The details appear in the paper

MOODS - Motif Occurrence Detection Suite

MOODS is a suite of algorithms for matching position weight matrices (PWM) against DNA sequences. It features advanced matrix matching algorithms implemented in C++ that can be used to scan hundreds of matrices against chromosome-sized sequences in few seconds.

readaligner

A tool for mapping (short) DNA reads into reference sequences. It consists of algorithms based on Burrows-Wheeler transform and backward backtracking. It also includes a novel data structure called the rotation index that finds alignments having higher number of mismatches in feasible time (at the cost of a larger index and fixed pattern length).

ReMatch

ReMatch is a web-based tool for integration of user-given stoichiometric metabolic models into a database collected from public data sources such as KEGG, MetaCyc, CheBI and ARM. ReMatch is geared particularly towards 13C metabolic flux analysis: it is possible to augment the model with carbon mappings and export the model to analysis in 13C flux analysis software.

ReTrace

ReTrace is a computational method for inferring branching pathways in genome-scale metabolic networks.

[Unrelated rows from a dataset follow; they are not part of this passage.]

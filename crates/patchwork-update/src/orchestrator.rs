#![forbid(unsafe_code)]

use std::{
    path::{Path, PathBuf},
    sync::Arc,
    time::SystemTime,
};

use parking_lot::Mutex;
use patchwork_diff::BinaryPatcher;
use patchwork_events::{EventBus, TaskEvent};
use patchwork_resolve::ResolveReport;
use patchwork_storage::remove_tree;
use patchwork_versions::{RetentionPolicy, prune};
use tokio::sync::oneshot;
use tracing::{debug, info, warn};

use crate::{
    Downloader, HostRuntime, TaskHandle, TaskKind, TaskOutcome, TaskState, UpdateError,
    UpdateResult, UpdateTask, apply,
    guard::{InFlight, VersionRootGuard},
};

/// Runs update tasks on background workers and reports each exactly once.
///
/// `Pending → Downloading → Applying → Succeeded | Failed`; retention goes
/// straight from `Pending` to `Applying`.
#[derive(Clone)]
pub struct Orchestrator {
    inner: Arc<Inner>,
}

struct Inner {
    root: PathBuf,
    bundle_file: String,
    retention: RetentionPolicy,
    downloader: Downloader,
    host: Arc<dyn HostRuntime>,
    patcher: Arc<dyn BinaryPatcher>,
    bus: EventBus,
    guard: Arc<VersionRootGuard>,
}

struct Run {
    task: UpdateTask,
    state: Arc<Mutex<TaskState>>,
    _in_flight: Option<InFlight>,
}

impl Orchestrator {
    pub fn new(
        root: PathBuf,
        bundle_file: String,
        retention: RetentionPolicy,
        downloader: Downloader,
        host: Arc<dyn HostRuntime>,
        patcher: Arc<dyn BinaryPatcher>,
        bus: EventBus,
    ) -> Self {
        Self {
            inner: Arc::new(Inner {
                root,
                bundle_file,
                retention,
                downloader,
                host,
                patcher,
                bus,
                guard: Arc::new(VersionRootGuard::default()),
            }),
        }
    }

    #[must_use]
    pub fn bus(&self) -> &EventBus {
        &self.inner.bus
    }

    /// Start `task` on a background worker.
    ///
    /// Must be called from within a Tokio runtime. A task whose output or
    /// staging name is already in flight fails at once with
    /// [`UpdateError::TaskConflict`].
    pub fn spawn(&self, task: UpdateTask) -> TaskHandle {
        let kind = task.kind;
        let hash = task.hash.clone();
        let state = Arc::new(Mutex::new(TaskState::Pending));
        let (tx, rx) = oneshot::channel();
        let handle = TaskHandle::new(kind, hash.clone(), Arc::clone(&state), rx);

        self.inner.bus.publish(TaskEvent::Started {
            hash: hash.clone(),
            kind: kind.label(),
        });

        let in_flight = match claimed_names(&task) {
            names if names.is_empty() => None,
            names => match self.inner.guard.register(names, task.baseline_hash.clone()) {
                Ok(claim) => Some(claim),
                Err(e) => {
                    self.inner.finish(&hash, kind, &state, tx, Err(e));
                    return handle;
                }
            },
        };

        let inner = Arc::clone(&self.inner);
        tokio::spawn(async move {
            let run = Run {
                task,
                state: Arc::clone(&state),
                _in_flight: in_flight,
            };
            let result = inner.execute(&run).await;
            if let Err(e) = &result {
                inner.clean_up_failed(&run.task, e).await;
            }
            // Names are free again before anyone observes the completion.
            drop(run);
            inner.finish(&hash, kind, &state, tx, result);
        });
        handle
    }

    /// Fail a task before it starts, through the same completion path.
    pub fn reject(&self, kind: TaskKind, hash: &str, error: UpdateError) -> TaskHandle {
        let state = Arc::new(Mutex::new(TaskState::Pending));
        let (tx, rx) = oneshot::channel();
        let handle = TaskHandle::new(kind, hash.to_string(), Arc::clone(&state), rx);
        self.inner.finish(hash, kind, &state, tx, Err(error));
        handle
    }
}

/// Root-level names a task writes.
fn claimed_names(task: &UpdateTask) -> Vec<String> {
    let file_name = |p: &Option<PathBuf>| {
        p.as_deref()
            .and_then(Path::file_name)
            .and_then(|n| n.to_str())
            .map(str::to_owned)
    };
    [file_name(&task.output_dir), file_name(&task.staging)]
        .into_iter()
        .flatten()
        .collect()
}

impl Inner {
    fn transition(&self, run: &Run, to: TaskState) {
        let mut state = run.state.lock();
        debug!(
            hash = %run.task.hash,
            kind = run.task.kind.label(),
            from = ?*state,
            to = ?to,
            "task state"
        );
        *state = to;
    }

    async fn execute(&self, run: &Run) -> UpdateResult<TaskOutcome> {
        let task = &run.task;
        match task.kind {
            TaskKind::Retention => {
                let _lease = self.guard.exclusive().await;
                self.transition(run, TaskState::Applying);
                let mut pinned = task.pinned.clone();
                for name in self.guard.in_flight() {
                    pinned.pin(&name);
                }
                let root = self.root.clone();
                let policy = self.retention;
                let report = tokio::task::spawn_blocking(move || {
                    prune(&root, &pinned, &policy, SystemTime::now())
                })
                .await??;
                Ok(TaskOutcome::Pruned(report))
            }
            TaskKind::PlainDownload => {
                let target = required(&task.staging, "staging")?;
                self.download(run).await?;
                self.transition(run, TaskState::Applying);
                let host = Arc::clone(&self.host);
                let path = target.clone();
                tokio::task::spawn_blocking(move || host.install_package(&path))
                    .await?
                    .map_err(|e| UpdateError::Host(format!("install: {e}")))?;
                Ok(TaskOutcome::Downloaded { path: target })
            }
            kind => {
                let _lease = self.guard.shared().await;
                let staging = required(&task.staging, "staging")?;
                let out_dir = required(&task.output_dir, "output_dir")?;
                self.download(run).await?;
                self.transition(run, TaskState::Applying);
                self.bus.publish(TaskEvent::Applying {
                    hash: task.hash.clone(),
                    kind: kind.label(),
                });

                let job = ApplyJob {
                    kind,
                    staging,
                    out_dir: out_dir.clone(),
                    baseline: task.baseline_dir.clone().zip(task.baseline_hash.clone()),
                    bundle_file: self.bundle_file.clone(),
                    host: Arc::clone(&self.host),
                    patcher: Arc::clone(&self.patcher),
                };
                let resources = tokio::task::spawn_blocking(move || job.run()).await??;

                self.remove_quietly(task.staging.as_deref());
                Ok(TaskOutcome::Installed {
                    hash: task.hash.clone(),
                    dir: out_dir,
                    resources,
                })
            }
        }
    }

    async fn download(&self, run: &Run) -> UpdateResult<u64> {
        let task = &run.task;
        let url = task
            .url
            .as_ref()
            .ok_or_else(|| UpdateError::Aborted("task without url".into()))?;
        let staging = required(&task.staging, "staging")?;
        self.transition(run, TaskState::Downloading);
        self.downloader.fetch(url, &staging, &task.hash).await
    }

    /// Remove partial output of a failed task. Failures here are only logged.
    async fn clean_up_failed(&self, task: &UpdateTask, error: &UpdateError) {
        warn!(hash = %task.hash, kind = task.kind.label(), error = %error, "task failed, cleaning up");
        if task.kind == TaskKind::Retention {
            return;
        }
        let mut paths = vec![task.staging.clone()];
        if task.kind.produces_version() {
            paths.push(task.output_dir.clone());
        }
        let removed = tokio::task::spawn_blocking(move || {
            for path in paths.into_iter().flatten() {
                if let Err(e) = remove_tree(&path) {
                    warn!(path = %path.display(), error = %e, "cleanup failed");
                }
            }
        })
        .await;
        if let Err(e) = removed {
            warn!(error = %e, "cleanup worker failed");
        }
    }

    fn remove_quietly(&self, path: Option<&Path>) {
        let Some(path) = path else { return };
        if let Err(e) = remove_tree(path) {
            warn!(path = %path.display(), error = %e, "staging file not removed");
        }
    }

    fn finish(
        &self,
        hash: &str,
        kind: TaskKind,
        state: &Mutex<TaskState>,
        tx: oneshot::Sender<UpdateResult<TaskOutcome>>,
        result: UpdateResult<TaskOutcome>,
    ) {
        let terminal = if result.is_ok() {
            TaskState::Succeeded
        } else {
            TaskState::Failed
        };
        *state.lock() = terminal;

        match &result {
            Ok(_) => {
                info!(hash, kind = kind.label(), "task succeeded");
                self.bus.publish(TaskEvent::Succeeded {
                    hash: hash.to_string(),
                    kind: kind.label(),
                });
            }
            Err(e) => {
                warn!(hash, kind = kind.label(), error = %e, security = e.is_security_violation(), "task failed");
                self.bus.publish(TaskEvent::Failed {
                    hash: hash.to_string(),
                    kind: kind.label(),
                    error: e.to_string(),
                });
            }
        }
        if tx.send(result).is_err() {
            debug!(hash, "task handle dropped before completion");
        }
    }
}

/// Inputs of the blocking `Applying` stage of a package task.
struct ApplyJob {
    kind: TaskKind,
    staging: PathBuf,
    out_dir: PathBuf,
    baseline: Option<(PathBuf, String)>,
    bundle_file: String,
    host: Arc<dyn HostRuntime>,
    patcher: Arc<dyn BinaryPatcher>,
}

impl ApplyJob {
    fn run(self) -> UpdateResult<Option<ResolveReport>> {
        match self.kind {
            TaskKind::DiffFromHostPackage => apply::diff_from_host(
                &self.staging,
                &self.out_dir,
                &self.bundle_file,
                self.host.as_ref(),
                self.patcher.as_ref(),
            )
            .map(Some),
            TaskKind::DiffFromPreviousPackage => {
                let (baseline_dir, baseline_hash) = self
                    .baseline
                    .ok_or_else(|| UpdateError::Aborted("diff task without baseline".into()))?;
                apply::diff_from_previous(
                    &self.staging,
                    &self.out_dir,
                    &baseline_dir,
                    &baseline_hash,
                    &self.bundle_file,
                    self.patcher.as_ref(),
                )
                .map(Some)
            }
            _ => apply::full_package(&self.staging, &self.out_dir).map(|()| None),
        }
    }
}

fn required(path: &Option<PathBuf>, what: &str) -> UpdateResult<PathBuf> {
    path.clone()
        .ok_or_else(|| UpdateError::Aborted(format!("task without {what}")))
}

RLCSA - Run-Length Compressed Suffix Array

The RLCSA is a compressed suffix array implementation that has been optimized for highly repetitive text collections. Examples of such collections include version control data and individual genomes. This implementation can also be used to construct the Burrows-Wheeler transform of a collection of texts space-efficiently.

Sinuhe - Statistical Machine Translation tool

Sinuhe is a Statistical Machine Translation tool developed by Dr. Matti Kääriäinen. Its main characteristics are a conditional exponential family translation model utilizing parallel machine learning and a very fast decoder making it well suited for online information retrieval. Sinuhe is the default SMT engine in the SMART Search Engine. Sinuhe is freely available for download under GPL.

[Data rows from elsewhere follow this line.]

//! Security and completeness properties of update tasks.

use std::{fs, time::Duration};

use patchwork::UpdateError;
use patchwork_test_utils::{TestHttpServer, ZipBuilder, static_file_router};
use rstest::*;
use serde_json::json;

use crate::common::{ORIGIN_BUNDLE, Workspace, diff_package, workspace};

#[rstest]
#[case::parent("../outside.txt")]
#[case::nested_parent("assets/../../outside.txt")]
#[case::absolute("/outside.txt")]
#[case::backslash("..\\outside.txt")]
#[timeout(Duration::from_secs(10))]
#[tokio::test]
async fn escaping_entry_aborts_full_package(workspace: Workspace, #[case] entry: &str) {
    let package = ZipBuilder::new()
        .file("index.bundlejs", "bundle")
        .file(entry, "pwned")
        .build();
    let server = TestHttpServer::new(static_file_router(vec![("/h1.ppk", package)])).await;
    let ctx = workspace.engine();

    let err = ctx
        .download_full_update(server.url("/h1.ppk"), "h1")
        .wait()
        .await
        .unwrap_err();

    assert!(err.is_security_violation(), "{err:?}");
    assert!(!workspace.dir.path().join("outside.txt").exists());
    assert!(!workspace.root().join("outside.txt").exists());
    assert!(!ctx.root().version_dir("h1").unwrap().exists());
}

#[rstest]
#[timeout(Duration::from_secs(10))]
#[tokio::test]
async fn escaping_copy_source_aborts_previous_diff(workspace: Workspace) {
    fs::write(workspace.dir.path().join("secret.txt"), "secret").unwrap();
    let base = ZipBuilder::new().file("index.bundlejs", "v1").build();
    let diff = diff_package(
        &json!({ "copies": { "stolen.txt": "../../secret.txt" }, "deletes": {} }),
        b"v1",
        b"v2",
    )
    .build();
    let server = TestHttpServer::new(static_file_router(vec![
        ("/h1.ppk", base),
        ("/h2.ppk.patch", diff),
    ]))
    .await;
    let ctx = workspace.engine();
    ctx.download_full_update(server.url("/h1.ppk"), "h1")
        .wait()
        .await
        .unwrap();

    let err = ctx
        .download_patch_from_ppk(server.url("/h2.ppk.patch"), "h2", "h1")
        .wait()
        .await
        .unwrap_err();

    assert!(err.is_security_violation(), "{err:?}");
    assert!(!ctx.root().version_dir("h2").unwrap().exists());
}

#[rstest]
#[case::only_assets(ZipBuilder::new().file("assets/a.png", "a"))]
#[case::only_manifest(ZipBuilder::new().file("__diff.json", r#"{"copies":{},"deletes":{}}"#))]
#[case::only_patch(ZipBuilder::new().file("index.bundlejs.patch", "p"))]
#[case::many_entries_without_patch(
    (0..20).fold(
        ZipBuilder::new().file("__diff.json", r#"{"copies":{},"deletes":{}}"#),
        |b, i| b.file(&format!("assets/{i}.png"), "x"),
    )
)]
#[timeout(Duration::from_secs(10))]
#[tokio::test]
async fn diff_without_reserved_entries_is_incomplete(
    workspace: Workspace,
    #[case] package: ZipBuilder,
) {
    let server = TestHttpServer::new(static_file_router(vec![("/p", package.build())])).await;
    let ctx = workspace.engine();

    let err = ctx
        .download_patch_from_package(server.url("/p"), "h9")
        .wait()
        .await
        .unwrap_err();

    assert!(matches!(err, UpdateError::IncompletePackage { .. }), "{err:?}");
    assert!(!ctx.root().version_dir("h9").unwrap().exists());
}

#[rstest]
#[timeout(Duration::from_secs(10))]
#[tokio::test]
async fn corrupt_bundle_patch_fails_task(workspace: Workspace) {
    let mut patch = patchwork::diff::CopyInsertPatcher::new().diff(ORIGIN_BUNDLE, b"new bundle");
    let last = patch.len() - 2;
    patch[last] ^= 0xff;
    let package = ZipBuilder::new()
        .file("__diff.json", r#"{"copies":{},"deletes":{}}"#)
        .file("index.bundlejs.patch", patch)
        .build();
    let server = TestHttpServer::new(static_file_router(vec![("/p", package)])).await;
    let ctx = workspace.engine();

    let err = ctx
        .download_patch_from_package(server.url("/p"), "h7")
        .wait()
        .await
        .unwrap_err();

    assert!(matches!(err, UpdateError::CorruptPatch(_)), "{err:?}");
    assert!(!ctx.root().version_dir("h7").unwrap().exists());
}

#[rstest]
#[timeout(Duration::from_secs(10))]
#[tokio::test]
async fn missing_baseline_version_fails(workspace: Workspace) {
    let diff = diff_package(&json!({ "copies": {}, "deletes": {} }), b"v1", b"v2").build();
    let server = TestHttpServer::new(static_file_router(vec![("/p", diff)])).await;
    let ctx = workspace.engine();

    let err = ctx
        .download_patch_from_ppk(server.url("/p"), "h2", "gone")
        .wait()
        .await
        .unwrap_err();

    assert!(matches!(err, UpdateError::VersionNotFound { ref hash } if hash == "gone"));
}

Internals of Sinuhe are described in the following paper:

SMART Search Engine

SMART Search Engine is a web-based demonstrator for searching the Wikipedia in one language using queries in another, and translating relevant pages on-the-fly back into the query language. The search engine was developed by Algodan Machine Learning team and the HIIT/CosCo group as part of EU FP6 STREP Statistical Multilingual Analysis for Retrieval and Translation. It integrates several cross-lingual information retrieval engines (CLIR) with a statistical machine translation (SMT) tools.

SuDS project cst - compressed suffix tree implementation

Our implementation of compressed suffix trees (Sadakane, 2007) supports all typical suffix tree operations, including suffix links and lowest common ancestor queries, and requires less memory than a plain suffix array.